Hacker Newsnew | past | comments | ask | show | jobs | submitlogin

* Sequence https://plantuml.com/sequence-diagram

* Use case https://plantuml.com/use-case-diagram

* Object https://plantuml.com/object-diagram

* Activity https://plantuml.com/activity-diagram-legacy

* State https://plantuml.com/state-diagram

Sequence and Activity are my most used - beyond the ones above logical architecture tends to be a Draw.io created abstraction that ends up in a Google Doc... stuff like this: https://camo.githubusercontent.com/f14ac82eda765733a5f2b5200... (not one of mine)



+1 for PlantUML. Mostly the Sequence diagrams - everything else quickly becomes a mess unless you take extra pains to prevent arrows from turning into a tangled bundle.

I don't care about the UML vocabulary, just give me boxes and arrows and labels and a way to draw them semantically instead of some overengineered point-and-grunt GUI.

Now, if anyone came up with a tool that checked that the code and diagrams match (no code generation please, the code is the source of truth!), now THAT would be lovely.

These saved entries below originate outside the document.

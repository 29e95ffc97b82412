/// Integer power `x^n` by binary exponentiation.
///
/// `n = 0` yields `1.0` for every `x`, including `0.0` and `NaN`. A negative
/// exponent inverts the base first; `1 / 0.0` and friends are left to
/// propagate as `inf` or `NaN`.
///
/// Example:
/// ```text
/// pow(2.0, 10)  == 1024.0
/// pow(2.0, -2)  == 0.25
/// pow(2.0, i32::MIN) == 0.0   // 2^-2147483648 underflows
/// ```
pub fn pow(x: f64, n: i32) -> f64 {
    let (mut base, mut exponent) = if n < 0 {
        // i32::MIN negates to itself; its bit pattern read as u32 is 2^31,
        // the magnitude we want.
        (1.0 / x, n.wrapping_neg() as u32)
    } else {
        (x, n as u32)
    };

    let mut acc = 1.0f64;
    while exponent != 0 {
        if exponent & 1 == 1 {
            acc *= base;
        }
        base *= base;
        exponent >>= 1;
    }
    acc
}

#[cfg(test)]
mod power_tests {
    use super::*;

    #[test]
    fn zero_exponent_is_one() {
        for x in [0.0, -0.0, 1.0, -3.5, 1e300, f64::INFINITY, f64::NAN] {
            assert_eq!(pow(x, 0), 1.0, "pow({}, 0)", x);
        }
    }

    #[test]
    fn small_positive_exponents() {
        assert_eq!(pow(2.0, 10), 1024.0);
        assert_eq!(pow(-3.0, 3), -27.0);
        assert_eq!(pow(3.0, 20), 3_486_784_401.0);
        assert_eq!(pow(1.5, 1), 1.5);
    }

    #[test]
    fn negative_exponents_invert() {
        assert_eq!(pow(2.0, -2), 0.25);
        assert_eq!(pow(-2.0, -3), -0.125);
        assert_eq!(pow(0.5, -10), 1024.0);
    }

    #[test]
    fn zero_base_with_negative_exponent_overflows() {
        assert_eq!(pow(0.0, -1), f64::INFINITY);
        assert_eq!(pow(-0.0, -1), f64::NEG_INFINITY);
        assert_eq!(pow(-0.0, -2), f64::INFINITY);
    }

    #[test]
    fn extremal_exponents() {
        assert_eq!(pow(1.0, i32::MIN), 1.0);
        assert_eq!(pow(-1.0, i32::MIN), 1.0);
        assert_eq!(pow(-1.0, i32::MAX), -1.0);
        assert_eq!(pow(2.0, i32::MIN), 0.0);
        assert_eq!(pow(0.5, i32::MIN), f64::INFINITY);
        assert_eq!(pow(2.0, i32::MAX), f64::INFINITY);
        assert_eq!(pow(2.0, 1023), f64::from_bits(0x7FE0_0000_0000_0000));
        assert_eq!(pow(2.0, -1074), f64::from_bits(1));
    }

    #[test]
    fn nan_base_with_nonzero_exponent_is_nan() {
        assert!(pow(f64::NAN, 3).is_nan());
        assert!(pow(f64::NAN, -3).is_nan());
    }
}
pub mod config;
pub mod csv_streamer;
pub mod error;
pub mod evaluator;
pub mod producer;
pub mod simulator;
pub mod types;

use env_logger::Env;
use log::{error, info};
use std::env;
use std::fs::File;
use std::io::{self, Write};
use tokio::sync::{mpsc, mpsc::Sender};
use tokio::task::JoinHandle;

use csv_streamer::CsvStreamer;
use error::Error;
use evaluator::Evaluator;
use producer::Producer;
use simulator::SimulatorStreamer;
use types::{DataSource, KernelRequest};

#[tokio::main]
async fn main() -> Result<(), Error> {
    env_logger::Builder::from_env(Env::default().default_filter_or("info")).init();

    let source = parse_args();
    let config = config::load_config()?;

    let capacity = config.producer.channel_capacity;
    let (sender, receiver) = mpsc::channel::<Vec<KernelRequest>>(capacity);

    let producer_handle = spawn_producer(&source, sender, &config);
    let evaluator_handle = Evaluator::new(receiver, open_output(&config)?).spawn_task();

    let (producer_result, evaluator_result) = tokio::join!(producer_handle, evaluator_handle);

    if let Err(e) = producer_result? {
        error!("Producer stopped early: {}", e);
    }
    let stats = evaluator_result??;

    info!(
        "Pipeline shut down after {} requests ({} rejected, {} non-finite).",
        stats.evaluated, stats.rejected, stats.non_finite
    );
    Ok(())
}

/// Parse command-line arguments to determine data source
fn parse_args() -> DataSource {
    let args: Vec<String> = env::args().collect();
    let source = args
        .get(1)
        .map(|s| s.to_lowercase())
        .unwrap_or_else(|| "sim".to_string());

    match (source.as_str(), args.get(2)) {
        ("sim", _) => DataSource::Sim,
        ("csv", Some(path)) => DataSource::Csv(path.clone()),
        _ => {
            eprintln!(
                "Usage: {} <SIM|CSV> [path_to_csv]\n  - SIM: evaluate simulated requests\n  - CSV: read requests (id,kernel,args) from a CSV file",
                args.first().map(String::as_str).unwrap_or("evaluator")
            );
            std::process::exit(1);
        }
    }
}

fn open_output(config: &config::Config) -> Result<Box<dyn Write + Send>, Error> {
    match config.output.path.as_deref().filter(|p| !p.is_empty()) {
        Some(path) => {
            info!("Writing results to {}", path);
            Ok(Box::new(File::create(path)?))
        }
        None => Ok(Box::new(io::stdout())),
    }
}

pub fn spawn_producer(
    source: &DataSource,
    sender: Sender<Vec<KernelRequest>>,
    config: &config::Config,
) -> JoinHandle<Result<(), Error>> {
    match source {
        DataSource::Sim => {
            info!("Starting SimulatorStreamer producer task...");
            let streamer = SimulatorStreamer::new(config.simulator.clone());
            Producer::new(streamer).spawn(sender)
        }
        DataSource::Csv(path) => {
            info!("Starting CsvStreamer producer task...");
            let streamer = CsvStreamer::new(path.clone(), config.producer.batch_size);
            Producer::new(streamer).spawn(sender)
        }
    }
}
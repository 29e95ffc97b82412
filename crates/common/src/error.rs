use std::fmt;

#[derive(Debug, Clone, PartialEq, Eq)]
pub enum Error {
    /// A kernel received an argument it cannot evaluate: an absent sequence,
    /// the wrong number of scalars, or a non-integral exponent.
    InvalidArgument(String),

    /// A request named a kernel that is not part of the catalogue.
    UnknownKernel(String),
}

impl fmt::Display for Error {
    fn fmt(&self, f: &mut fmt::Formatter) -> fmt::Result {
        match self {
            Error::InvalidArgument(reason) => write!(f, "Invalid argument: {}.", reason),

            Error::UnknownKernel(name) => write!(f, "Unknown kernel '{}'.", name),
        }
    }
}

impl std::error::Error for Error {}
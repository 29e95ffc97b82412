//! Trigonometric functions of π-scaled arguments.
//!
//! `sinpi(x)` and friends compute `sin(πx)` without ever handing a large
//! multiple of π to the underlying primitive. The argument is reduced with an
//! exact floating-point remainder, split into buckets by a truncated integer,
//! and each bucket maps to a shifted argument of at most `π/2` (`π/8` for
//! `tanpi`). Every shift in this module is exact by Sterbenz's lemma, so the
//! only rounding happens inside the primitive.
//!
//! Non-finite arguments yield `NaN`, except `atanpi(±inf) = ±0.5`.

use std::f64;
use std::f64::consts::{FRAC_PI_2, PI};

/// Arguments at or below this magnitude are treated as the removable
/// singularity of `sinc`/`sincpi`.
const SINC_SINGULARITY: f64 = 1e-200;

/// Above this magnitude `atanpi` switches to the reciprocal form.
const ATANPI_RECIPROCAL_FROM: f64 = 1.5;

/// `sin(πx)`.
pub fn sinpi(x: f64) -> f64 {
    if !x.is_finite() {
        return f64::NAN;
    }

    // -2 < x < 2
    let x = x % 2.0;

    match (2.0 * x) as i32 {
        -3 => (PI * (2.0 + x)).sin(),
        -2 | -1 => -(PI * (1.0 + x)).sin(),
        0 => (PI * x).sin(),
        1 | 2 => -(PI * (x - 1.0)).sin(),
        3 => (PI * (x - 2.0)).sin(),
        b => unreachable!("sinpi bucket {} out of range", b),
    }
}

/// `cos(πx)`.
pub fn cospi(x: f64) -> f64 {
    if !x.is_finite() {
        return f64::NAN;
    }

    // cos is even: 0 <= x < 2
    let x = (x % 2.0).abs();

    match (2.0 * x) as i32 {
        0 | 1 => -(PI * (x - 0.5)).sin(),
        2 | 3 => (PI * (x - 1.5)).sin(),
        b => unreachable!("cospi bucket {} out of range", b),
    }
}

/// `tan(πx)`.
///
/// Poles (`x ≡ 0.5 mod 1`) return an infinity. Around odd multiples of
/// `0.25` the addition formulas
/// `tan(π(y + 1/4)) = (1 + t) / (1 - t)` and
/// `tan(π(y - 1/4)) = (t - 1) / (1 + t)`, with `t = tan(πy)` and
/// `|y| <= 1/8`, replace a direct evaluation.
pub fn tanpi(x: f64) -> f64 {
    if !x.is_finite() {
        return f64::NAN;
    }

    // -1 < x < 1
    let x = x % 1.0;

    match (8.0 * x) as i32 {
        -7 => tan_small(x + 1.0),
        -6 | -5 => quarter_up(x + 0.75),
        -4 | -3 => -1.0 / tan_small(x + 0.5),
        -2 | -1 => quarter_down(x + 0.25),
        0 => tan_small(x),
        1 | 2 => quarter_up(x - 0.25),
        3 | 4 => -1.0 / tan_small(x - 0.5),
        5 | 6 => quarter_down(x - 0.75),
        7 => tan_small(x - 1.0),
        b => unreachable!("tanpi bucket {} out of range", b),
    }
}

#[inline]
fn tan_small(y: f64) -> f64 {
    (PI * y).tan()
}

/// `tan(π(y + 1/4))`
#[inline]
fn quarter_up(y: f64) -> f64 {
    let t = tan_small(y);
    (1.0 + t) / (1.0 - t)
}

/// `tan(π(y - 1/4))`
#[inline]
fn quarter_down(y: f64) -> f64 {
    let t = tan_small(y);
    (t - 1.0) / (1.0 + t)
}

/// `asin(x) / π`, `NaN` outside `[-1, 1]`.
pub fn asinpi(x: f64) -> f64 {
    if x.is_nan() || x.abs() > 1.0 {
        return f64::NAN;
    }

    match (2.0 * x) as i32 {
        -2 | -1 => -0.5 + complement_asin(x) / PI,
        0 => x.asin() / PI,
        1 | 2 => 0.5 - complement_asin(x) / PI,
        b => unreachable!("asinpi bucket {} out of range", b),
    }
}

/// `acos(x) / π`, `NaN` outside `[-1, 1]`.
pub fn acospi(x: f64) -> f64 {
    if x.is_nan() || x.abs() > 1.0 {
        return f64::NAN;
    }

    match (2.0 * x) as i32 {
        -2 | -1 => 1.0 - complement_asin(x) / PI,
        0 => 0.5 - x.asin() / PI,
        1 | 2 => complement_asin(x) / PI,
        b => unreachable!("acospi bucket {} out of range", b),
    }
}

/// `asin(sqrt(1 - x^2))`, the complementary angle of `|asin(x)|`.
///
/// For `|x| >= 0.5`, `1 - |x|` is exact, so the radicand keeps full precision
/// as `|x|` approaches 1.
#[inline]
fn complement_asin(x: f64) -> f64 {
    let a = x.abs();
    ((1.0 - a) * (1.0 + a)).sqrt().asin()
}

/// `atan(x) / π`. `atanpi(±inf) = ±0.5`.
pub fn atanpi(x: f64) -> f64 {
    if x.is_nan() {
        return f64::NAN;
    }

    if x.abs() >= ATANPI_RECIPROCAL_FROM {
        let offset = if x > 0.0 { 0.5 } else { -0.5 };
        return offset - (1.0 / x).atan() / PI;
    }

    match (2.0 * x) as i32 {
        -2 | -1 => -0.25 - ((x + 1.0) / (x - 1.0)).atan() / PI,
        0 => x.atan() / PI,
        1 | 2 => 0.25 + ((x - 1.0) / (x + 1.0)).atan() / PI,
        b => unreachable!("atanpi bucket {} out of range", b),
    }
}

/// `sin(x) / x`, with `sinc(0) = 1`.
///
/// For infinite `x` the numerator is undefined but bounded, so the result is
/// `0.0`.
pub fn sinc(x: f64) -> f64 {
    if x.abs() <= SINC_SINGULARITY {
        return 1.0;
    }

    let numerator = x.sin();
    if numerator.is_finite() {
        numerator / x
    } else if x.is_nan() {
        f64::NAN
    } else {
        0.0
    }
}

/// `sin(πx) / (πx)`, with `sincpi(0) = 1`.
pub fn sincpi(x: f64) -> f64 {
    if x.abs() <= SINC_SINGULARITY {
        return 1.0;
    }

    let numerator = sinpi(x);
    if numerator.is_finite() {
        numerator / (PI * x)
    } else if x.is_nan() {
        f64::NAN
    } else {
        0.0
    }
}

/// `cos(x) - 1` without cancellation near zero.
pub fn cosm1(x: f64) -> f64 {
    if x.abs() < FRAC_PI_2 {
        return half_angle_cosm1(x.sin(), x.cos());
    }
    x.cos() - 1.0
}

/// `cos(πx) - 1` without cancellation near zero.
pub fn cosm1pi(x: f64) -> f64 {
    if x.abs() < 0.5 {
        return half_angle_cosm1(sinpi(x), cospi(x));
    }
    cospi(x) - 1.0
}

/// `cos(t) - 1 = -sin(t)^2 / (1 + sqrt(1 - sin(t)^2))` for `|t| < π/2`.
///
/// On that range the root is `cos(t)`, which is taken as is: forming
/// `1 - s^2` cancels once `s` nears 1.
#[inline]
fn half_angle_cosm1(s: f64, c: f64) -> f64 {
    -(s * s) / (1.0 + c)
}
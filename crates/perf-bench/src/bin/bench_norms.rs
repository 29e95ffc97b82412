use std::hint::black_box;
use std::time::{Duration, Instant};

use common::float_bits::relative_error;
use perf_bench::*;
use stable_math_core::norms::norm2;

fn time_norm(data: &[f64], norm: impl Fn(&[f64]) -> f64) -> (f64, Duration) {
    let start_time = Instant::now();
    let mut result = 0.0;
    for _ in 0..NUM_REPEATS {
        result = norm(black_box(data));
    }
    (black_box(result), start_time.elapsed() / NUM_REPEATS as u32)
}

fn report(label: &str, data: &[f64]) {
    let (naive, naive_time) = time_norm(data, naive_norm2);
    let (scaled, scaled_time) = time_norm(data, norm2);

    println!("--- 2-Norm Benchmark: {} ({} Values) ---", label, NUM_VALUES);
    println!("Naive:  {:e} in {:?}", naive, naive_time);
    println!("Scaled: {:e} in {:?}", scaled, scaled_time);
    println!("Relative difference: {:e}", relative_error(scaled, naive));
    println!(
        "Slowdown: {:.2}x",
        scaled_time.as_secs_f64() / naive_time.as_secs_f64().max(f64::MIN_POSITIVE)
    );
}

fn main() {
    report("moderate magnitudes", &generate_moderate_values());
    report("wide magnitudes", &generate_wide_values());
}
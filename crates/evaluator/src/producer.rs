use log::info;
use tokio::sync::mpsc::Sender;
use tokio::task::JoinHandle;

use super::{
    error::Error,
    types::{KernelRequest, RequestStreamer},
};

pub struct Producer<S: RequestStreamer> {
    streamer: S,
}

impl<S> Producer<S>
where
    S: RequestStreamer,
{
    pub fn new(streamer: S) -> Self {
        Producer { streamer }
    }

    /// Moves the streamer onto the runtime; the channel closes when it returns.
    pub fn spawn(self, sender: Sender<Vec<KernelRequest>>) -> JoinHandle<Result<(), Error>> {
        info!("Producer ready.");
        tokio::spawn(async move { self.streamer.run_stream(sender).await })
    }
}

Just a CLI tool that can be run as part of a CI pipeline, which parses the code into an AST, and checks if entity A still has properties A.B and A.C, and methods A.D and A.E, and that A.D still contains a call to function F - and colors the arrows BRIGHT RED if there's a mismatch. That would be enough for committing a mental map of a codebase to documentation.


PlantUML is great but it renders Statecharts in a non-obvious manner.


After spending so much time messing around in draw.io and other crappy tools, I also settled on using PlantUML recently. Easy to commit to VCS, and can easily be shared.


Yup, mostly the same set of PlantUML diagrams for me, plus:

* Timing https://plantuml.com/timing-diagram - used it once or twice.

I mostly use PlantUML for myself, in lieu of drawing diagrams by hand (or pointing device).

My main use cases are a) when I'm toying with some higher-level design in my head and want to "see it" in picture form, and b) when making notes about the structure of code as I explore gnarly areas of a legacy codebase.

In that latter case, I've discovered that my "PlantUML notes" follow the code structure close enough that I should be able to coax my editor into generating these for me, semi-interactively. I might get around to doing that at some point.

Quite honestly, I'm surprised I haven't seen anyone doing a generalized "Language Server -> PlantUML" tool for asking questions about the codebase and getting responses in graphical form. As I mentioned yesterday[0], I find myself in need of being able to answer questions like "How does the code get from here to there?", and at least some language servers should have enough information to be able to give that answer[1].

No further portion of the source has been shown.